··· Records for processing

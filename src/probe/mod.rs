//! HTTP probe client
//!
//! A thin `reqwest` wrapper for talking to the service under test. It keeps
//! no per-request state, so one client can be shared between concurrent
//! scenarios. Polling helpers turn "eventually Finished" into a bounded
//! wait with a convergence diagnostic.

use crate::cancel::{run_cancellable, sleep_cancellable, CancellationToken};
use crate::error::{HarnessError, Result};
use crate::models::{CreateReportRequest, OutputFormat, ReportList, ReportProbe, ReportStatus};
use crate::resilience::{RetryConfigBuilder, RetryExecutor};
use bytes::Bytes;
use http::header::{HeaderMap, HeaderName, HeaderValue, AUTHORIZATION, CONTENT_TYPE};
use http::{Method, StatusCode};
use reqwest::multipart::{Form, Part};
use serde::de::DeserializeOwned;
use serde_json::Value;
use std::time::Duration;
use tokio::time::Instant;
use url::Url;

/// Statuses that `request_with_retry` treats as transient
pub const RETRYABLE_STATUSES: [u16; 4] = [429, 502, 503, 504];

#[derive(Debug, Clone)]
pub struct ProbeConfig {
    /// Per-request deadline
    pub timeout: Duration,
    pub max_attempts: u32,
    /// Retry `n` waits `base_backoff * 2^n`
    pub base_backoff: Duration,
    /// Cadence of status and health polling
    pub poll_interval: Duration,
}

impl Default for ProbeConfig {
    fn default() -> Self {
        Self {
            timeout: Duration::from_secs(10),
            max_attempts: 3,
            base_backoff: Duration::from_millis(500),
            poll_interval: Duration::from_secs(1),
        }
    }
}

/// Status, headers and the fully read body of one response
#[derive(Debug, Clone)]
pub struct ProbeResponse {
    pub status: StatusCode,
    pub headers: HeaderMap,
    pub body: Bytes,
    pub elapsed: Duration,
}

impl ProbeResponse {
    pub fn status_code(&self) -> u16 {
        self.status.as_u16()
    }

    pub fn is_success(&self) -> bool {
        self.status.is_success()
    }

    pub fn is_server_error(&self) -> bool {
        self.status.is_server_error()
    }

    pub fn text(&self) -> String {
        String::from_utf8_lossy(&self.body).into_owned()
    }

    pub fn json<T: DeserializeOwned>(&self) -> Result<T> {
        Ok(serde_json::from_slice(&self.body)?)
    }

    /// Non-2xx becomes `UnexpectedStatus`
    pub fn error_for_status(self) -> Result<Self> {
        if self.is_success() {
            Ok(self)
        } else {
            Err(HarnessError::UnexpectedStatus {
                status: self.status_code(),
                body: self.text(),
            })
        }
    }
}

/// One file part of a multipart upload
#[derive(Debug, Clone)]
pub struct MultipartFile {
    pub field: String,
    pub file_name: String,
    pub content_type: Option<String>,
    pub data: Bytes,
}

impl MultipartFile {
    pub fn new(field: impl Into<String>, file_name: impl Into<String>, data: impl Into<Bytes>) -> Self {
        Self {
            field: field.into(),
            file_name: file_name.into(),
            content_type: None,
            data: data.into(),
        }
    }

    pub fn with_content_type(mut self, content_type: impl Into<String>) -> Self {
        self.content_type = Some(content_type.into());
        self
    }
}

/// Whether a probe outcome is worth another attempt
pub fn is_retryable(outcome: &Result<ProbeResponse>) -> bool {
    match outcome {
        Err(HarnessError::Transport(_)) => true,
        Ok(resp) => RETRYABLE_STATUSES.contains(&resp.status_code()),
        Err(_) => false,
    }
}

#[derive(Debug, Clone)]
pub struct HttpProbeClient {
    client: reqwest::Client,
    base_url: Url,
    default_headers: HeaderMap,
    config: ProbeConfig,
}
//! One docker container with a readiness strategy and port bookkeeping

use crate::cancel::{sleep_cancellable, CancellationToken};
use crate::docker::{ContainerSpec, DockerCli};
use crate::error::{HarnessError, Result};
use chrono::{DateTime, Utc};
use parking_lot::RwLock;
use std::collections::HashMap;
use std::time::Duration;
use tokio::net::TcpStream;
use tokio::sync::Mutex;
use tokio::time::Instant;

const READINESS_POLL: Duration = Duration::from_millis(250);

/// How to decide a freshly started container is usable
#[derive(Debug, Clone, PartialEq, Eq)]
pub enum WaitStrategy {
    /// A TCP connect to the host port mapped for `container_port` succeeds
    Tcp { container_port: u16 },
    /// `message` has appeared in the logs at least `occurrences` times
    Log { message: String, occurrences: usize },
    /// `GET path` on the mapped port answers `status`
    Http {
        container_port: u16,
        path: String,
        status: u16,
    },
}

impl WaitStrategy {
    pub fn log(message: impl Into<String>, occurrences: usize) -> Self {
        WaitStrategy::Log {
            message: message.into(),
            occurrences,
        }
    }
}

/// A container owned by one adapter.
///
/// Lifecycle calls are serialized through a mutation lock so a fault and a
/// teardown never interleave on the same container.
pub struct ManagedContainer {
    docker: DockerCli,
    spec: ContainerSpec,
    first_boot: WaitStrategy,
    restart: WaitStrategy,
    startup_timeout: Duration,
    stop_grace_secs: u32,
    id: RwLock<Option<String>>,
    host_ports: RwLock<HashMap<u16, u16>>,
    mutation: Mutex<()>,
}

impl ManagedContainer {
    pub fn new(
        docker: DockerCli,
        spec: ContainerSpec,
        first_boot: WaitStrategy,
        startup_timeout: Duration,
        stop_grace_secs: u32,
    ) -> Self {
        Self {
            docker,
            spec,
            restart: first_boot.clone(),
            first_boot,
            startup_timeout,
            stop_grace_secs,
            id: RwLock::new(None),
            host_ports: RwLock::new(HashMap::new()),
            mutation: Mutex::new(()),
        }
    }

    /// Use a different readiness check after `start` than after `launch`
    pub fn with_restart_wait(mut self, strategy: WaitStrategy) -> Self {
        self.restart = strategy;
        self
    }

    pub fn name(&self) -> &str {
        &self.spec.name
    }

    pub fn alias(&self) -> &str {
        &self.spec.alias
    }

    pub fn spec(&self) -> &ContainerSpec {
        &self.spec
    }

    pub fn docker(&self) -> &DockerCli {
        &self.docker
    }

    pub fn id(&self) -> Option<String> {
        self.id.read().clone()
    }

    fn require_id(&self) -> Result<String> {
        self.id().ok_or_else(|| {
            HarnessError::InfrastructureUnavailable(format!("{} has not been launched", self.spec.name))
        })
    }

    /// Create and start the container, then wait for first-boot readiness.
    /// A container that never becomes ready is removed before returning.
    pub async fn launch(&self, cancel: &CancellationToken) -> Result<()> {
        let _guard = self.mutation.lock().await;

        let id = self.docker.run_container(&self.spec, cancel).await?;
        *self.id.write() = Some(id.clone());
        tracing::info!(container = %self.spec.name, image = %self.spec.image, "container created");

        let ready = async {
            self.refresh_ports_locked(cancel).await?;
            self.wait_ready(&id, &self.first_boot, None, cancel).await
        }
        .await;

        if let Err(e) = ready {
            tracing::warn!(container = %self.spec.name, error = %e, "container failed to become ready");
            let cleanup = CancellationToken::new();
            if let Err(rm) = self.docker.remove(&id, &cleanup).await {
                tracing::warn!(container = %self.spec.name, error = %rm, "cleanup after failed launch");
            }
            *self.id.write() = None;
            return Err(e);
        }
        Ok(())
    }

    /// Take over an already-running container of the same name
    pub async fn adopt(&self, cancel: &CancellationToken) -> Result<()> {
        let _guard = self.mutation.lock().await;
        *self.id.write() = Some(self.spec.name.clone());
        if let Err(e) = self.refresh_ports_locked(cancel).await {
            *self.id.write() = None;
            return Err(e);
        }
        Ok(())
    }

    pub async fn stop(&self, cancel: &CancellationToken) -> Result<()> {
        let _guard = self.mutation.lock().await;
        let id = self.require_id()?;
        self.docker.stop(&id, self.stop_grace_secs, cancel).await?;
        tracing::info!(container = %self.spec.name, "container stopped");
        Ok(())
    }

    /// Start a stopped container and wait for it to serve again.
    /// Ephemeral host ports are re-read since docker may have reassigned them.
    pub async fn start(&self, cancel: &CancellationToken) -> Result<()> {
        let _guard = self.mutation.lock().await;
        let id = self.require_id()?;
        let since = Utc::now();
        self.docker.start(&id, cancel).await?;
        self.refresh_ports_locked(cancel).await?;
        self.wait_ready(&id, &self.restart, Some(since), cancel).await?;
        tracing::info!(container = %self.spec.name, "container started");
        Ok(())
    }

    /// Remove the container and its anonymous volumes
    pub async fn terminate(&self, cancel: &CancellationToken) -> Result<()> {
        let _guard = self.mutation.lock().await;
        let id = self.id.write().take();
        if let Some(id) = id {
            self.docker.remove(&id, cancel).await?;
            tracing::info!(container = %self.spec.name, "container removed");
        }
        self.host_ports.write().clear();
        Ok(())
    }

    /// Host port bound to `container_port`, as last observed
    pub fn host_port(&self, container_port: u16) -> Result<u16> {
        self.host_ports
            .read()
            .get(&container_port)
            .copied()
            .ok_or_else(|| {
                HarnessError::InfrastructureUnavailable(format!(
                    "{} publishes no host port for {}",
                    self.spec.name, container_port
                ))
            })
    }

    /// Re-read the published ports from the daemon
    pub async fn refresh_ports(&self, cancel: &CancellationToken) -> Result<()> {
        let _guard = self.mutation.lock().await;
        self.refresh_ports_locked(cancel).await
    }

    async fn refresh_ports_locked(&self, cancel: &CancellationToken) -> Result<()> {
        let id = self.require_id()?;
        let mut ports = HashMap::with_capacity(self.spec.ports.len());
        for binding in &self.spec.ports {
            let host = match binding.host_port {
                Some(fixed) => fixed,
                None => self.docker.port(&id, binding.container_port, cancel).await?,
            };
            ports.insert(binding.container_port, host);
        }
        *self.host_ports.write() = ports;
        Ok(())
    }

    pub async fn is_running(&self, cancel: &CancellationToken) -> Result<bool> {
        match self.id() {
            Some(id) => Ok(self.docker.state(&id, cancel).await? == "running"),
            None => Ok(false),
        }
    }

    async fn wait_ready(
        &self,
        id: &str,
        strategy: &WaitStrategy,
        since: Option<DateTime<Utc>>,
        cancel: &CancellationToken,
    ) -> Result<()> {
        let deadline = Instant::now() + self.startup_timeout;
        let http = reqwest::Client::builder()
            .timeout(Duration::from_secs(2))
            .build()?;

        loop {
            cancel.check()?;

            let state = self.docker.state(id, cancel).await?;
            if state == "exited" || state == "dead" {
                let logs = self.docker.logs_since(id, since, cancel).await.unwrap_or_default();
                return Err(HarnessError::InfrastructureUnavailable(format!(
                    "{} exited during startup: {}",
                    self.spec.name,
                    tail(&logs, 20)
                )));
            }

            if state == "running" && self.probe(id, strategy, since, &http, cancel).await? {
                return Ok(());
            }

            if Instant::now() >= deadline {
                return Err(HarnessError::timeout(
                    format!("{} readiness", self.spec.name),
                    self.startup_timeout,
                ));
            }
            sleep_cancellable(cancel, READINESS_POLL).await?;
        }
    }

    async fn probe(
        &self,
        id: &str,
        strategy: &WaitStrategy,
        since: Option<DateTime<Utc>>,
        http: &reqwest::Client,
        cancel: &CancellationToken,
    ) -> Result<bool> {
        match strategy {
            WaitStrategy::Tcp { container_port } => {
                let port = self.host_port(*container_port)?;
                let connect = TcpStream::connect(("127.0.0.1", port));
                Ok(matches!(
                    tokio::time::timeout(Duration::from_secs(1), connect).await,
                    Ok(Ok(_))
                ))
            }
            WaitStrategy::Log {
                message,
                occurrences,
            } => {
                let logs = self.docker.logs_since(id, since, cancel).await?;
                Ok(logs.matches(message.as_str()).count() >= *occurrences)
            }
            WaitStrategy::Http {
                container_port,
                path,
                status,
            } => {
                let port = self.host_port(*container_port)?;
                let url = format!("http://127.0.0.1:{}{}", port, path);
                Ok(match http.get(&url).send().await {
                    Ok(resp) => resp.status().as_u16() == *status,
                    Err(_) => false,
                })
            }
        }
    }
}

fn tail(text: &str, lines: usize) -> String {
    let all: Vec<&str> = text.lines().filter(|l| !l.trim().is_empty()).collect();
    all[all.len().saturating_sub(lines)..].join("\n")
}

······

Action item:
When the word "HashMap" shows up in a line of the entries, pull that line out.

Result:
use std::collections::HashMap;
    host_ports: RwLock<HashMap<u16, u16>>,
            host_ports: RwLock::new(HashMap::new()),
        let mut ports = HashMap::with_capacity(self.spec.ports.len());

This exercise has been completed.